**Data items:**

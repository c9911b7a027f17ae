//! Workspace facade crate.
//!
//! Re-exports the player crates behind feature flags so host applications can
//! depend on `audiobook-workspace` alone:
//!
//! - always: [`bridge_traits`] (host capabilities) and [`core_runtime`]
//!   (configuration, logging, events)
//! - `book`: [`core_book`] (manifest, reading order, downloads)
//! - `playback` (default): [`core_playback`] (the playback engine)

pub use bridge_traits;
pub use core_runtime;

#[cfg(feature = "book")]
pub use core_book;

#[cfg(feature = "playback")]
pub use core_playback;
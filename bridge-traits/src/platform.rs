//! Thread-safety bounds that follow the compilation target.
//!
//! Download providers and logger sinks are shared between the engine task and
//! the download tasks on native targets, so they must be `Send + Sync`. A
//! browser host is single threaded and its JS handles are neither; there the
//! bounds disappear.

pub use target::{PlatformBoxFuture, PlatformSendSync};

#[cfg(not(target_arch = "wasm32"))]
mod target {
    /// `Send + Sync` on native targets.
    pub trait PlatformSendSync: Send + Sync {}

    impl<T: Send + Sync> PlatformSendSync for T {}

    /// Future handed back to the core by host hooks.
    pub type PlatformBoxFuture<T> = futures::future::BoxFuture<'static, T>;
}

#[cfg(target_arch = "wasm32")]
mod target {
    /// No bound on `wasm32`.
    pub trait PlatformSendSync {}

    impl<T> PlatformSendSync for T {}

    pub type PlatformBoxFuture<T> = futures::future::LocalBoxFuture<'static, T>;
}
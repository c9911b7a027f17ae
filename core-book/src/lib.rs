//! # Book Model
//!
//! Everything the player knows about an open audiobook apart from playback
//! itself:
//! - The manifest handed over by the host
//! - The reading order, with per-item duration, link and download status
//! - Per-item download tasks and the whole-book aggregate
//!
//! ## Overview
//!
//! [`AudioBook::open`] builds the reading order from a [`Manifest`] and
//! attaches a download task to every item. Download tasks are independent
//! of each other and of playback; the only thing they share with the
//! playback engine is the item's status cell, and the engine learns about
//! changes to it exclusively through [`AudioBook::subscribe_status`].

pub mod book;
pub mod download;
pub mod error;
pub mod manifest;
pub mod reading_order;
pub mod status;

pub use book::{AudioBook, ManifestReplaced};
pub use download::{item_output_path, ItemDownloadTask, WholeBookDownloadTask};
pub use error::{BookError, Result};
pub use manifest::{Manifest, ManifestItem};
pub use reading_order::{
    ChapterKey, OffsetTranslation, ReadingOrder, ReadingOrderId, ReadingOrderItem,
};
pub use status::{DownloadStatus, DownloadStatusChange, StatusReceiver};
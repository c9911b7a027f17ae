use thiserror::Error;

#[derive(Error, Debug)]
pub enum Error {
    #[error("Configuration error: {0}")]
    Config(String),

    #[error("Capability missing: {capability} - {message}")]
    CapabilityMissing { capability: String, message: String },

    /// The event bus was closed; no further events can be published.
    #[error("Event bus closed")]
    EventBusClosed,

    #[error("Internal error: {0}")]
    Internal(String),
}

pub type Result<T> = std::result::Result<T, Error>;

**Work request:** Once you have read the records above, set each one down again exactly.

**Result:**
repository c9911b7a027f17ae
//! Workspace facade crate.
//!
//! Re-exports the player crates behind feature flags so host applications can
//! depend on `audiobook-workspace` alone:
//!
//! - always: [`bridge_traits`] (host capabilities) and [`core_runtime`]
//!   (configuration, logging, events)
//! - `book`: [`core_book`] (manifest, reading order, downloads)
//! - `playback` (default): [`core_playback`] (the playback engine)

pub use bridge_traits;
pub use core_runtime;

#[cfg(feature = "book")]
pub use core_book;

#[cfg(feature = "playback")]
pub use core_playback;
filename bridge-traits/src/platform.rs
//! Thread-safety bounds that follow the compilation target.
//!
//! Download providers and logger sinks are shared between the engine task and
//! the download tasks on native targets, so they must be `Send + Sync`. A
//! browser host is single threaded and its JS handles are neither; there the
//! bounds disappear.

pub use target::{PlatformBoxFuture, PlatformSendSync};

#[cfg(not(target_arch = "wasm32"))]
mod target {
    /// `Send + Sync` on native targets.
    pub trait PlatformSendSync: Send + Sync {}

    impl<T: Send + Sync> PlatformSendSync for T {}

    /// Future handed back to the core by host hooks.
    pub type PlatformBoxFuture<T> = futures::future::BoxFuture<'static, T>;
}

#[cfg(target_arch = "wasm32")]
mod target {
    /// No bound on `wasm32`.
    pub trait PlatformSendSync {}

    impl<T> PlatformSendSync for T {}

    pub type PlatformBoxFuture<T> = futures::future::LocalBoxFuture<'static, T>;
}
repository c9911b7a027f17ae
filename core-book/src/lib.rs
//! # Book Model
//!
//! Everything the player knows about an open audiobook apart from playback
//! itself:
//! - The manifest handed over by the host
//! - The reading order, with per-item duration, link and download status
//! - Per-item download tasks and the whole-book aggregate
//!
//! ## Overview
//!
//! [`AudioBook::open`] builds the reading order from a [`Manifest`] and
//! attaches a download task to every item. Download tasks are independent
//! of each other and of playback; the only thing they share with the
//! playback engine is the item's status cell, and the engine learns about
//! changes to it exclusively through [`AudioBook::subscribe_status`].

pub mod book;
pub mod download;
pub mod error;
pub mod manifest;
pub mod reading_order;
pub mod status;

pub use book::{AudioBook, ManifestReplaced};
pub use download::{item_output_path, ItemDownloadTask, WholeBookDownloadTask};
pub use error::{BookError, Result};
pub use manifest::{Manifest, ManifestItem};
pub use reading_order::{
    ChapterKey, OffsetTranslation, ReadingOrder, ReadingOrderId, ReadingOrderItem,
};
pub use status::{DownloadStatus, DownloadStatusChange, StatusReceiver};
repository c9911b7a027f17ae
use thiserror::Error;

#[derive(Error, Debug)]
pub enum Error {
    #[error("Configuration error: {0}")]
    Config(String),

    #[error("Capability missing: {capability} - {message}")]
    CapabilityMissing { capability: String, message: String },

    /// The event bus was closed; no further events can be published.
    #[error("Event bus closed")]
    EventBusClosed,

    #[error("Internal error: {0}")]
    Internal(String),
}

pub type Result<T> = std::result::Result<T, Error>;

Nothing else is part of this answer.